This is also HMMT 2020 Team P9.

Quite straight idea. Take $p>7,$ when $4\mid p-1,$ consider odd prime factor of $p-1$ (if no take factor of $p-4,$) then use Law of quadratic reciprocity. When $4\mid p+1$ take prime factors of $p+1,$ we get only $p=2,3,5$ are solution.
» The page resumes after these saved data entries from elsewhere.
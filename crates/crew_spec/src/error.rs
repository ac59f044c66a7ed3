//! Error types for structured output handling.

use std::fmt;

use thiserror::Error;

/// Result type alias for spec operations.
pub type SpecResult<T> = Result<T, SpecError>;

/// Keyword field of a [`KeywordSpec`](crate::KeywordSpec).
#[derive(Debug, Clone, Copy, PartialEq, Eq, Hash)]
pub enum KeywordField {
    Primary,
    Secondary,
}

impl KeywordField {
    pub fn as_str(&self) -> &'static str {
        match self {
            KeywordField::Primary => "primary_keywords",
            KeywordField::Secondary => "secondary_keywords",
        }
    }
}

impl fmt::Display for KeywordField {
    fn fmt(&self, f: &mut fmt::Formatter<'_>) -> fmt::Result {
        f.write_str(self.as_str())
    }
}

/// A keyword record that failed validation.
#[derive(Error, Debug, Clone, PartialEq, Eq)]
pub enum ValidationError {
    #[error("primary_keywords has no non-empty entries after cleaning")]
    EmptyPrimaryKeywords,

    #[error("{field} has {actual} entries, at most {max} allowed")]
    TooManyKeywords {
        field: KeywordField,
        max: usize,
        actual: usize,
    },

    #[error("audience must be between {min} and {max} characters, got {length}")]
    AudienceLengthOutOfRange {
        length: usize,
        min: usize,
        max: usize,
    },
}

impl ValidationError {
    /// Name of the offending field.
    pub fn field(&self) -> &'static str {
        match self {
            ValidationError::EmptyPrimaryKeywords => KeywordField::Primary.as_str(),
            ValidationError::TooManyKeywords { field, .. } => field.as_str(),
            ValidationError::AudienceLengthOutOfRange { .. } => "audience",
        }
    }
}

/// Errors raised while turning raw stage output into a structured record.
#[derive(Error, Debug)]
pub enum SpecError {
    #[error("No JSON object found in stage output")]
    NoStructuredOutput,

    #[error("Malformed structured output: {0}")]
    MalformedOutput(String),

    #[error(transparent)]
    Validation(#[from] ValidationError),

    #[error("JSON error: {0}")]
    Json(#[from] serde_json::Error),
}
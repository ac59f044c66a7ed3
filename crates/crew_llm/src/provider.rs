//! Provider selection from the `MODEL` setting.

use std::fmt;
use std::str::FromStr;

use crate::error::LlmError;

/// LLM provider type
#[derive(Debug, Clone, Copy, PartialEq, Eq, Hash)]
pub enum LlmProvider {
    Gemini,
    OpenAI,
    Anthropic,
}

impl LlmProvider {
    pub fn as_str(&self) -> &'static str {
        match self {
            LlmProvider::Gemini => "gemini",
            LlmProvider::OpenAI => "openai",
            LlmProvider::Anthropic => "anthropic",
        }
    }

    /// Environment variable holding this provider's API key.
    pub fn api_key_env(&self) -> &'static str {
        match self {
            LlmProvider::Gemini => "GEMINI_API_KEY",
            LlmProvider::OpenAI => "OPENAI_API_KEY",
            LlmProvider::Anthropic => "ANTHROPIC_API_KEY",
        }
    }

    pub fn default_base_url(&self) -> &'static str {
        match self {
            LlmProvider::Gemini => "https://generativelanguage.googleapis.com",
            LlmProvider::OpenAI => "https://api.openai.com",
            LlmProvider::Anthropic => "https://api.anthropic.com",
        }
    }

    /// Environment variable that overrides the base URL.
    pub fn base_url_env(&self) -> &'static str {
        match self {
            LlmProvider::Gemini => "GEMINI_BASE_URL",
            LlmProvider::OpenAI => "OPENAI_BASE_URL",
            LlmProvider::Anthropic => "ANTHROPIC_BASE_URL",
        }
    }
}

impl fmt::Display for LlmProvider {
    fn fmt(&self, f: &mut fmt::Formatter<'_>) -> fmt::Result {
        f.write_str(self.as_str())
    }
}

/// A parsed `MODEL` value such as `gemini/gemini-2.0-flash`.
///
/// A model name without a provider prefix is sent to Gemini.
#[derive(Debug, Clone, PartialEq, Eq)]
pub struct ModelSpec {
    pub provider: LlmProvider,
    pub model: String,
}

impl ModelSpec {
    pub fn new(provider: LlmProvider, model: impl Into<String>) -> Self {
        Self {
            provider,
            model: model.into(),
        }
    }

    pub fn parse(value: &str) -> Result<Self, LlmError> {
        let value = value.trim();
        if value.is_empty() {
            return Err(LlmError::InvalidModel(value.to_string()));
        }
        let Some((prefix, model)) = value.split_once('/') else {
            return Ok(Self::new(LlmProvider::Gemini, value));
        };

        let provider = match prefix.to_lowercase().as_str() {
            "gemini" | "google" => LlmProvider::Gemini,
            "openai" => LlmProvider::OpenAI,
            "anthropic" => LlmProvider::Anthropic,
            other => {
                return Err(LlmError::UnsupportedProvider {
                    provider: other.to_string(),
                    model: value.to_string(),
                })
            }
        };

        if model.is_empty() {
            return Err(LlmError::InvalidModel(value.to_string()));
        }

        Ok(Self::new(provider, model))
    }
}

impl FromStr for ModelSpec {
    type Err = LlmError;

    fn from_str(s: &str) -> Result<Self, Self::Err> {
        Self::parse(s)
    }
}

impl fmt::Display for ModelSpec {
    fn fmt(&self, f: &mut fmt::Formatter<'_>) -> fmt::Result {
        write!(f, "{}/{}", self.provider, self.model)
    }
}
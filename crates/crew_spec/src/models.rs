//! Data models for structured stage output.

use std::fmt;

use serde::{Deserialize, Serialize};

use crate::error::ValidationError;
use crate::validator::KeywordSpecValidator;

/// Stylistic register of the generated content.
#[derive(Debug, Clone, Copy, Serialize, Deserialize, PartialEq, Eq, Hash, Default)]
#[serde(rename_all = "lowercase")]
pub enum Tone {
    #[default]
    Informative,
    Persuasive,
    Narrative,
    Technical,
    Casual,
    Formal,
}

impl Tone {
    pub fn as_str(&self) -> &'static str {
        match self {
            Tone::Informative => "informative",
            Tone::Persuasive => "persuasive",
            Tone::Narrative => "narrative",
            Tone::Technical => "technical",
            Tone::Casual => "casual",
            Tone::Formal => "formal",
        }
    }

    pub fn all() -> [Tone; 6] {
        [
            Tone::Informative,
            Tone::Persuasive,
            Tone::Narrative,
            Tone::Technical,
            Tone::Casual,
            Tone::Formal,
        ]
    }

    /// Map any string onto the closed set.
    ///
    /// The trimmed value must match one of the lowercase names exactly;
    /// everything else (including near-misses like `"Formal"`) becomes
    /// [`Tone::Informative`].
    pub fn normalize(value: &str) -> Self {
        let value = value.trim();
        Self::all()
            .into_iter()
            .find(|tone| tone.as_str() == value)
            .unwrap_or_default()
    }
}

impl fmt::Display for Tone {
    fn fmt(&self, f: &mut fmt::Formatter<'_>) -> fmt::Result {
        f.write_str(self.as_str())
    }
}

fn default_tone() -> String {
    Tone::default().as_str().to_string()
}

/// Candidate keyword record as produced by the extraction stage.
///
/// Nothing here is trusted; run it through
/// [`KeywordSpecValidator::validate`](crate::KeywordSpecValidator::validate).
#[derive(Debug, Clone, Serialize, Deserialize, PartialEq, Eq)]
pub struct RawKeywordSpec {
    pub primary_keywords: Vec<String>,
    #[serde(default)]
    pub secondary_keywords: Vec<String>,
    pub audience: String,
    #[serde(default = "default_tone")]
    pub tone: String,
}

impl RawKeywordSpec {
    pub fn new(primary_keywords: Vec<String>, audience: impl Into<String>) -> Self {
        Self {
            primary_keywords,
            secondary_keywords: Vec::new(),
            audience: audience.into(),
            tone: default_tone(),
        }
    }

    pub fn with_secondary(mut self, keywords: Vec<String>) -> Self {
        self.secondary_keywords = keywords;
        self
    }

    pub fn with_tone(mut self, tone: impl Into<String>) -> Self {
        self.tone = tone.into();
        self
    }
}

/// Validated keyword contract handed to downstream stages.
///
/// Deserializing goes through [`RawKeywordSpec`] and the validator, so a
/// `KeywordSpec` read back from JSON upholds the same invariants.
#[derive(Debug, Clone, Serialize, Deserialize, PartialEq, Eq)]
#[serde(try_from = "RawKeywordSpec")]
pub struct KeywordSpec {
    pub(crate) primary_keywords: Vec<String>,
    pub(crate) secondary_keywords: Vec<String>,
    pub(crate) audience: String,
    pub(crate) tone: Tone,
}

impl KeywordSpec {
    pub fn primary_keywords(&self) -> &[String] {
        &self.primary_keywords
    }

    pub fn secondary_keywords(&self) -> &[String] {
        &self.secondary_keywords
    }

    pub fn audience(&self) -> &str {
        &self.audience
    }

    pub fn tone(&self) -> Tone {
        self.tone
    }

    /// Convert back into an unvalidated record.
    pub fn into_raw(self) -> RawKeywordSpec {
        RawKeywordSpec {
            primary_keywords: self.primary_keywords,
            secondary_keywords: self.secondary_keywords,
            audience: self.audience,
            tone: self.tone.as_str().to_string(),
        }
    }
}

impl TryFrom<RawKeywordSpec> for KeywordSpec {
    type Error = ValidationError;

    fn try_from(raw: RawKeywordSpec) -> Result<Self, Self::Error> {
        KeywordSpecValidator::validate(raw)
    }
}
//! Stage registry for managing stage implementations.

use std::collections::HashMap;
use std::sync::Arc;

use tracing::debug;

use crate::error::{CoreError, CoreResult};
use crate::stage::Stage;

/// A registry of stage implementations, keyed by stage name.
#[derive(Default)]
pub struct StageRegistry {
    stages: HashMap<String, Arc<dyn Stage>>,
}

impl StageRegistry {
    /// Create a new empty registry.
    pub fn new() -> Self {
        Self {
            stages: HashMap::new(),
        }
    }

    /// Register a stage under its `name()`, replacing any previous entry.
    pub fn register(&mut self, stage: Arc<dyn Stage>) {
        let name = stage.name().to_string();
        debug!("Registering stage: {}", name);
        self.stages.insert(name, stage);
    }

    /// Get a stage by name.
    pub fn get(&self, name: &str) -> Option<Arc<dyn Stage>> {
        self.stages.get(name).cloned()
    }

    /// Get a stage by name, returning an error if not found.
    pub fn get_required(&self, name: &str) -> CoreResult<Arc<dyn Stage>> {
        self.get(name)
            .ok_or_else(|| CoreError::StageNotFound(name.to_string()))
    }

    pub fn contains(&self, name: &str) -> bool {
        self.stages.contains_key(name)
    }

    /// Get all registered stage names (unordered).
    pub fn names(&self) -> Vec<&str> {
        self.stages.keys().map(|s| s.as_str()).collect()
    }

    pub fn len(&self) -> usize {
        self.stages.len()
    }

    pub fn is_empty(&self) -> bool {
        self.stages.is_empty()
    }
}

impl std::fmt::Debug for StageRegistry {
    fn fmt(&self, f: &mut std::fmt::Formatter<'_>) -> std::fmt::Result {
        f.debug_struct("StageRegistry")
            .field("stages", &self.stages.keys().collect::<Vec<_>>())
            .finish()
    }
}
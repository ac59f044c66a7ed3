//! Run command - Execute the content crew.

use std::path::PathBuf;
use std::sync::Arc;

use anyhow::{Context, Result};
use chrono::Local;
use clap::Args;
use tracing::info;

use crew_agents::{ContentCrew, CrewConfig};
use crew_core::RunLog;
use crew_llm::{LlmAdapter, LlmClient};

/// Topic used when neither `--topic` nor `TOPIC` is given.
pub const DEFAULT_TOPIC: &str = "The future of AI in rural healthcare";

#[derive(Args, Debug, Clone)]
pub struct RunArgs {
    /// Topic of the content
    #[arg(short, long, env = "TOPIC", default_value = DEFAULT_TOPIC)]
    pub topic: String,

    /// Additional guidance for the kickoff agent
    #[arg(short, long, default_value = "")]
    pub brief: String,

    /// Directory that receives the report
    #[arg(short, long, default_value = "output")]
    pub output_dir: PathBuf,

    /// Directory with agents.yaml and tasks.yaml overriding the built-in crew
    #[arg(long)]
    pub config_dir: Option<PathBuf>,
}

pub async fn execute(args: RunArgs) -> Result<()> {
    let llm = LlmAdapter::from_env().context("Failed to configure the LLM")?;
    info!("Using model {}/{}", llm.provider(), llm.model());

    let config = match &args.config_dir {
        Some(dir) => CrewConfig::load(dir)
            .with_context(|| format!("Failed to load crew configuration from {}", dir.display()))?,
        None => CrewConfig::builtin()?,
    };

    let crew = ContentCrew::new(&config, Arc::new(llm), &args.output_dir)?;
    let run_timestamp = Local::now().format("%Y-%m-%dT%H:%M:%S").to_string();

    info!("Running content crew on topic: {}", args.topic);
    let (log, outcome) = crew
        .kickoff_logged([
            ("topic", args.topic.as_str()),
            ("manager_brief", args.brief.as_str()),
            ("run_timestamp", run_timestamp.as_str()),
        ])
        .await;

    print_summary(&log);
    outcome?;

    println!();
    println!("=== FINAL REPORT (path: {}) ===", crew.report_path().display());
    println!();
    println!(
        "{}",
        log.final_output().map(|o| o.raw.as_str()).unwrap_or_default()
    );

    Ok(())
}

fn print_summary(log: &RunLog) {
    println!("📋 {} (run {})", log.pipeline_name, log.context.run_id);

    for result in &log.results {
        let icon = if result.skipped {
            "⏭️ "
        } else if result.success {
            "✅"
        } else {
            "❌"
        };
        let elapsed = (result.completed_at - result.started_at).num_milliseconds() as f64 / 1000.0;
        println!(
            "   {} {:<14} {:>6.1}s  {}",
            icon,
            result.stage,
            elapsed,
            result.message.as_deref().unwrap_or_default()
        );
        for artifact in &result.artifacts {
            println!("      📄 {}", artifact.path.display());
        }
    }

    if let Some(duration) = log.duration() {
        println!(
            "   Finished in {:.1}s",
            duration.num_milliseconds() as f64 / 1000.0
        );
    }
}
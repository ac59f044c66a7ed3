//! # crew_llm
//!
//! Chat completion access for storycrew agents.
//!
//! The pipeline only needs one operation: send a system prompt and a
//! conversation, get text back. [`LlmClient`] is that seam; [`LlmAdapter`]
//! implements it over HTTP for Gemini, OpenAI and Anthropic.

pub mod adapter;
pub mod error;
pub mod provider;
pub mod types;

pub use adapter::{gemini_request_body, parse_gemini_response, LlmAdapter, LlmClient};
pub use error::{LlmError, LlmResult};
pub use provider::{LlmProvider, ModelSpec};
pub use types::{ChatMessage, CompletionRequest, LlmResponse, MessageRole};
The answer is $p=2,3,5$. For $p\ge 7$, we divide into cases. Case 1. $p\equiv 1\pmod 4$. Then pick a prime divisor $q$ of $p-4$, which exists since $p>5$. By the law of quadratic reciprocity $$\left(\frac{q}{p}\right)=\left(\frac{p}{q}\right)=\left(\frac{4}{q}\right)=1.$$Case 2. $p=7$. Then $2\equiv 9=3^2\pmod 7$ so we can choose $q=2$. Case 3. $p\equiv 3\pmod 4$ and $p>7$. Then one of $p+1,p+9$ is not a power of $2$, so it has an odd prime divisor $q$. Observe that $$q\le\frac{p+9}{4}<p.$$Moreover, by the law of quadratic reciprocity $$\left(\frac{p}{q}\right)\left(\frac{q}{p}\right)=(-1)^{\frac{p-1}{2}\cdot\frac{q-1}{2}}=(-1)^{\frac{q-1}{2}}=\left(\frac{-1}{q}\right)$$$$\implies\left(\frac{q}{p}\right)=\left(\frac{-p}{q}\right)=1.$$